All scientific work of an experimental or exploratory nature starts with some expectation about the outcome. These have been, quite properly, organised into a more serial, logical order so that the worth of the output may be evaluated independently of the behavioural processes by which it was obtained. Choose the most suitable headings for paragraphs C-G from the list of headings below. He was arguing in favour of the position taken by Karl Popper in The Logic of Scientific Discovery 1972, 3rd edition that the nature of scientific method is hypothetico-deductive and not, as is generally believed, inductive. If the predictions you make as a result of deducing certain consequences from your hypothesis are not shown to be correct then you discard or modify your hypothesis. Hypotheses provide the initiative and incentive for the inquiry and influence the method.

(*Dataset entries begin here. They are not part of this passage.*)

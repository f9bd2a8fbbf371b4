// Copyright 2025 Schelling Point Labs Inc
// SPDX-License-Identifier: AGPL-3.0-only

//! Notification dispatch honouring per-user preferences

use crate::error::{ServerError, ServerResult};
use async_trait::async_trait;
use chrono::{Duration, Local, NaiveTime, Utc};
use folio_api_contract::{NewNotification, Notification, NotificationPreferences, User, UserRole};
use folio_local_db::{Database, NotificationStore, UserStore};
use serde_json::json;
use std::sync::Arc;

/// Out-of-band delivery channel
#[derive(Debug, Clone, Copy, PartialEq, Eq)]
pub enum NotificationChannel {
    Email,
    Push,
}

impl NotificationChannel {
    fn enabled_in(self, preferences: &NotificationPreferences) -> bool {
        match self {
            NotificationChannel::Email => preferences.email_notifications,
            NotificationChannel::Push => preferences.push_notifications,
        }
    }
}

/// Delivers a stored notification outside the dashboard (e-mail, push)
#[async_trait]
pub trait NotificationSink: Send + Sync {
    fn channel(&self) -> NotificationChannel;

    async fn deliver(&self, user: &User, notification: &Notification) -> anyhow::Result<()>;
}

/// Sink that only records the delivery in the log
pub struct LogSink {
    channel: NotificationChannel,
}

impl LogSink {
    pub fn new(channel: NotificationChannel) -> Self {
        Self { channel }
    }
}

#[async_trait]
impl NotificationSink for LogSink {
    fn channel(&self) -> NotificationChannel {
        self.channel
    }

    async fn deliver(&self, user: &User, notification: &Notification) -> anyhow::Result<()> {
        tracing::info!(
            channel = ?self.channel,
            user_id = %user.id,
            title = %notification.title,
            "notification delivered"
        );
        Ok(())
    }
}

/// Which admins a fan-out notification is for
#[derive(Debug, Clone, Copy, PartialEq, Eq)]
pub enum Audience {
    System,
    NewUser,
    NewPost,
    Security,
}

impl Audience {
    fn wants(self, preferences: &NotificationPreferences) -> bool {
        match self {
            Audience::System => true,
            Audience::NewUser => preferences.notify_on_new_users,
            Audience::NewPost => preferences.notify_on_new_posts,
            Audience::Security => preferences.security_alerts,
        }
    }
}

pub struct NotificationService {
    db: Arc<Database>,
    sinks: Vec<Arc<dyn NotificationSink>>,
}

impl NotificationService {
    pub fn new(db: Arc<Database>, sinks: Vec<Arc<dyn NotificationSink>>) -> Self {
        Self { db, sinks }
    }

    /// Send to one user at the current local time.
    ///
    /// Returns `None` when the user's quiet hours suppressed it.
    pub async fn send(
        &self,
        user_id: &str,
        new: &NewNotification,
    ) -> ServerResult<Option<Notification>> {
        self.send_at(user_id, new, Local::now().time()).await
    }

    pub async fn send_at(
        &self,
        user_id: &str,
        new: &NewNotification,
        local_time: NaiveTime,
    ) -> ServerResult<Option<Notification>> {
        let (user, preferences) = self.db.with_conn(|conn| {
            let users = UserStore::new(conn);
            Ok((users.get(user_id)?, users.notification_preferences(user_id)?))
        })?;

        if preferences.quiet_hours.contains(local_time) {
            tracing::debug!(user_id, title = %new.title, "notification suppressed by quiet hours");
            return Ok(None);
        }

        let metadata = json!({
            "playSound": new.play_sound && preferences.sound_enabled,
            "volume": preferences.notification_volume,
        });
        let notification = self
            .db
            .with_conn(|conn| NotificationStore::new(conn).insert(user_id, new, metadata))?;

        for sink in self
            .sinks
            .iter()
            .filter(|sink| sink.channel().enabled_in(&preferences))
        {
            if let Err(err) = sink.deliver(&user, &notification).await {
                tracing::warn!(
                    channel = ?sink.channel(),
                    user_id,
                    error = %err,
                    "notification delivery failed"
                );
            }
        }

        Ok(Some(notification))
    }

    /// Fan out to every admin interested in `audience`; returns how many were stored
    pub async fn notify_admins(
        &self,
        audience: Audience,
        new: &NewNotification,
    ) -> ServerResult<usize> {
        let admins = self.db.with_conn(|conn| {
            let users = UserStore::new(conn);
            let mut interested = Vec::new();
            for admin in users.with_role(UserRole::Admin)? {
                if audience.wants(&users.notification_preferences(&admin.id)?) {
                    interested.push(admin.id);
                }
            }
            Ok(interested)
        })?;

        let mut sent = 0;
        for admin_id in admins {
            if self.send(&admin_id, new).await?.is_some() {
                sent += 1;
            }
        }
        Ok(sent)
    }

    /// Send the same notification to each listed user.
    ///
    /// Nothing is sent unless every id names an existing user.
    pub async fn send_bulk(
        &self,
        user_ids: &[String],
        new: &NewNotification,
    ) -> ServerResult<usize> {
        let unknown = self.db.with_conn(|conn| {
            let users = UserStore::new(conn);
            let mut unknown = Vec::new();
            for user_id in user_ids {
                if users.find(user_id)?.is_none() {
                    unknown.push(user_id.as_str());
                }
            }
            Ok(unknown)
        })?;
        if !unknown.is_empty() {
            return Err(ServerError::NotFound(format!(
                "unknown users: {}",
                unknown.join(", ")
            )));
        }

        let mut sent = 0;
        for user_id in user_ids {
            if self.send(user_id, new).await?.is_some() {
                sent += 1;
            }
        }
        Ok(sent)
    }

    /// Delete read notifications older than `retention_days`
    pub fn cleanup(&self, retention_days: i64) -> ServerResult<u64> {
        let cutoff = Utc::now() - Duration::days(retention_days);
        let removed = self
            .db
            .with_conn(|conn| NotificationStore::new(conn).delete_read_before(cutoff))?;
        if removed > 0 {
            tracing::info!(removed, "old notifications cleaned up");
        }
        Ok(removed)
    }
}
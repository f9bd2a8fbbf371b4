// Copyright 2025 Schelling Point Labs Inc
// SPDX-License-Identifier: AGPL-3.0-only

//! Activity feed and login history

use crate::codec::{json, new_id, to_json};
use crate::Result;
use chrono::Utc;
use folio_api_contract::{ActivityEntry, LoginHistoryEntry};
use rusqlite::{params, Connection, Row};

fn activity_from_row(row: &Row<'_>) -> rusqlite::Result<ActivityEntry> {
    Ok(ActivityEntry {
        id: row.get(0)?,
        user_id: row.get(1)?,
        action: row.get(2)?,
        description: row.get(3)?,
        metadata: json(row, 4)?,
        created_at: row.get(5)?,
    })
}

pub struct ActivityStore<'a> {
    conn: &'a Connection,
}

impl<'a> ActivityStore<'a> {
    pub fn new(conn: &'a Connection) -> Self {
        Self { conn }
    }

    pub fn record(
        &self,
        user_id: &str,
        action: &str,
        description: &str,
        metadata: &serde_json::Value,
    ) -> Result<ActivityEntry> {
        let entry = ActivityEntry {
            id: new_id(),
            user_id: user_id.to_string(),
            action: action.to_string(),
            description: description.to_string(),
            metadata: metadata.clone(),
            created_at: Utc::now(),
        };
        self.conn.execute(
            "INSERT INTO activity_log (id, user_id, action, description, metadata, created_at)
             VALUES (?1, ?2, ?3, ?4, ?5, ?6)",
            params![
                entry.id,
                entry.user_id,
                entry.action,
                entry.description,
                to_json(&entry.metadata)?,
                entry.created_at,
            ],
        )?;
        Ok(entry)
    }

    /// Latest entries for one user, newest first
    pub fn for_user(&self, user_id: &str, limit: u32) -> Result<Vec<ActivityEntry>> {
        let mut stmt = self.conn.prepare(
            "SELECT id, user_id, action, description, metadata, created_at FROM activity_log
             WHERE user_id = ?1 ORDER BY created_at DESC, rowid DESC LIMIT ?2",
        )?;
        let rows = stmt
            .query_map(params![user_id, limit], activity_from_row)?
            .collect::<rusqlite::Result<Vec<_>>>()?;
        Ok(rows)
    }

    /// Latest entries across all users
    pub fn recent(&self, limit: u32) -> Result<Vec<ActivityEntry>> {
        let mut stmt = self.conn.prepare(
            "SELECT id, user_id, action, description, metadata, created_at FROM activity_log
             ORDER BY created_at DESC, rowid DESC LIMIT ?1",
        )?;
        let rows = stmt
            .query_map(params![limit], activity_from_row)?
            .collect::<rusqlite::Result<Vec<_>>>()?;
        Ok(rows)
    }
}

pub struct LoginHistoryStore<'a> {
    conn: &'a Connection,
}

impl<'a> LoginHistoryStore<'a> {
    pub fn new(conn: &'a Connection) -> Self {
        Self { conn }
    }

    pub fn record(
        &self,
        user_id: &str,
        ip: Option<&str>,
        user_agent: Option<&str>,
        success: bool,
        reason: &str,
    ) -> Result<()> {
        self.conn.execute(
            "INSERT INTO login_history (id, user_id, ip, user_agent, success, reason, created_at)
             VALUES (?1, ?2, ?3, ?4, ?5, ?6, ?7)",
            params![new_id(), user_id, ip, user_agent, success, reason, Utc::now()],
        )?;
        Ok(())
    }

    pub fn for_user(&self, user_id: &str, limit: u32) -> Result<Vec<LoginHistoryEntry>> {
        let mut stmt = self.conn.prepare(
            "SELECT id, user_id, ip, user_agent, success, reason, created_at FROM login_history
             WHERE user_id = ?1 ORDER BY created_at DESC, rowid DESC LIMIT ?2",
        )?;
        let rows = stmt
            .query_map(params![user_id, limit], |row| {
                Ok(LoginHistoryEntry {
                    id: row.get(0)?,
                    user_id: row.get(1)?,
                    ip: row.get(2)?,
                    user_agent: row.get(3)?,
                    success: row.get(4)?,
                    reason: row.get(5)?,
                    created_at: row.get(6)?,
                })
            })?
            .collect::<rusqlite::Result<Vec<_>>>()?;
        Ok(rows)
    }
}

Where is, your naive, pure and objective researcher now? The hypothetico-deductive method describes the logical approach to much research work, but it does not describe the psychological behaviour that brings it about. D students not to cheat while carrying out research. D students to work by guesswork and inspiration. C The myth of scientific method is that it is inductive: that the formulation of scientific theory starts with the basic, raw evidence of the senses - simple, unbiased, unprejudiced observation. However, the starting point of induction is an impossible one.
Every act of observation we make is a function of what we have seen or otherwise experienced in the past. Learn vocabulary and language with the world's best gifs. D students by explaining different conceptions of the research process. You should spend about 20 minutes on Questions 29-40 which are based on the Reading Passage below. The myth is that from a disorderly array of factual information an orderly, relevant theory will somehow emerge.
. It is in the light of an expectation that some observations are held to be relevant and some irrelevant, that one methodology is chosen and others discarded, that some experiments are conducted and others are not. G The myth of scientific method is not only that it is inductive which we have seen is incorrect but also that the hypothetico-deductive method proceeds in a step-by-step, inevitable fashion. This expectation is a hypothesis. D There is no such thing as an unbiased observation. Question 40 Choose the appropriate letter A-D and write it in box 40 on your answer sheet. Questions 36-39 Do the following statements reflect the opinions of the writer in Reading Passage 12? E Hypotheses arise by guesswork, or by inspiration, but having been formulated they can and must be tested rigorously, using the appropriate methodology.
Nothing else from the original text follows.